### Prompt
Below is a block of records. Copy every line in it that contains the word "DocumentChange".

Dataset entries:
□ □ □ □
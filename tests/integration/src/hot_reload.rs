//! Change watcher behaviour: channel-fed events and real filesystem events.

use pretty_assertions::assert_eq;
use repo_core::{ConfigManager, EngineOptions};
use repo_fs::{ChannelNotifier, DocumentChange};
use repo_test_utils::ConfigDir;
use std::path::Path;
use std::thread;
use std::time::{Duration, Instant};

const PREBID_JS: &str = "prebid/Prebid.js";
const PREBID_SERVER: &str = "prebid/prebid-server";
const BASE: &str = "repositories/shared/base.json";

fn fixtures() -> ConfigDir {
    ConfigDir::copy_from(&Path::new(env!("CARGO_MANIFEST_DIR")).join("../../test-fixtures/configs"))
}

fn wait_until(mut condition: impl FnMut() -> bool) -> bool {
    let deadline = Instant::now() + Duration::from_secs(10);
    while Instant::now() < deadline {
        if condition() {
            return true;
        }
        thread::sleep(Duration::from_millis(20));
    }
    false
}

/// Mid-write reads may fail to parse; those count as "not yet".
fn license<S: repo_fs::DocumentSource>(manager: &ConfigManager<S>, repo: &str) -> Option<String> {
    manager
        .get_repository(repo)
        .ok()?
        .config()
        .metadata
        .get("license")
        .and_then(|v| v.as_str())
        .map(str::to_string)
}

#[test]
fn shared_base_change_reaches_every_dependent() {
    let dir = fixtures();
    let notifier = ChannelNotifier::new();
    let sender = notifier.sender();
    let manager = ConfigManager::open(dir.root(), EngineOptions::default())
        .unwrap()
        .with_watcher(notifier)
        .unwrap();

    assert_eq!(license(&manager, PREBID_JS).as_deref(), Some("Apache-2.0"));
    assert_eq!(license(&manager, PREBID_SERVER).as_deref(), Some("Apache-2.0"));

    let edited = std::fs::read_to_string(dir.root().join(BASE))
        .unwrap()
        .replace("Apache-2.0", "MIT");
    dir.write(BASE, &edited);
    assert!(sender.send(DocumentChange::modified(BASE)));

    assert!(wait_until(|| manager.cache_stats().size == 0));
    assert_eq!(license(&manager, PREBID_JS).as_deref(), Some("MIT"));
    assert_eq!(license(&manager, PREBID_SERVER).as_deref(), Some("MIT"));

    manager.shutdown().unwrap();
}

#[test]
fn created_document_is_discovered_after_event() {
    let dir = fixtures();
    let notifier = ChannelNotifier::new();
    let sender = notifier.sender();
    let manager = ConfigManager::open(dir.root(), EngineOptions::default())
        .unwrap()
        .with_watcher(notifier)
        .unwrap();
    assert_eq!(manager.repositories().len(), 2);

    dir.write(
        "repositories/prebid/prebid-mobile.json",
        r#"{
            "repo_name": "prebid/prebid-mobile-ios",
            "extends": "../shared/base.json",
            "repo_type": "prebid-mobile",
            "module_categories": {
                "rendering": {"display_name": "Rendering", "patterns": [{"pattern": "*.swift", "type": "suffix"}]}
            }
        }"#,
    );
    dir.write(
        "repositories.json",
        r#"{"repositories": [
            "repositories/prebid/prebid-js.json",
            "repositories/prebid/prebid-server.json",
            "repositories/prebid/prebid-mobile.json"
        ]}"#,
    );
    assert!(sender.send(DocumentChange::created("repositories/prebid/prebid-mobile.json")));

    assert!(wait_until(|| manager.get_repository("prebid/prebid-mobile-ios").is_ok()));
    assert_eq!(manager.repositories().len(), 3);
}

#[test]
fn filesystem_events_invalidate_cache() {
    let dir = fixtures();
    let manager = ConfigManager::open(dir.root(), EngineOptions::default())
        .unwrap()
        .watch()
        .unwrap();
    assert_eq!(license(&manager, PREBID_SERVER).as_deref(), Some("Apache-2.0"));

    // Give the platform watcher a moment to arm
    thread::sleep(Duration::from_millis(100));
    let edited = std::fs::read_to_string(dir.root().join(BASE))
        .unwrap()
        .replace("Apache-2.0", "BSD-3-Clause");
    dir.write(BASE, &edited);

    assert!(wait_until(|| license(&manager, PREBID_SERVER).as_deref() == Some("BSD-3-Clause")));
    manager.shutdown().unwrap();
}

#[test]
fn queries_work_after_shutdown() {
    let dir = fixtures();
    let manager = ConfigManager::open(dir.root(), EngineOptions::default())
        .unwrap()
        .with_watcher(ChannelNotifier::new())
        .unwrap();
    manager.shutdown().unwrap();
    manager.shutdown().unwrap();

    let result = manager
        .categorize_file(PREBID_JS, "modules/rubiconBidAdapter.js", None)
        .unwrap();
    assert_eq!(result.extracted_name.as_deref(), Some("rubicon"));
}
□ □ □ □
### Solution to this exercise
use repo_fs::{ChannelNotifier, DocumentChange};
    assert!(sender.send(DocumentChange::modified(BASE)));
    assert!(sender.send(DocumentChange::created("repositories/prebid/prebid-mobile.json")));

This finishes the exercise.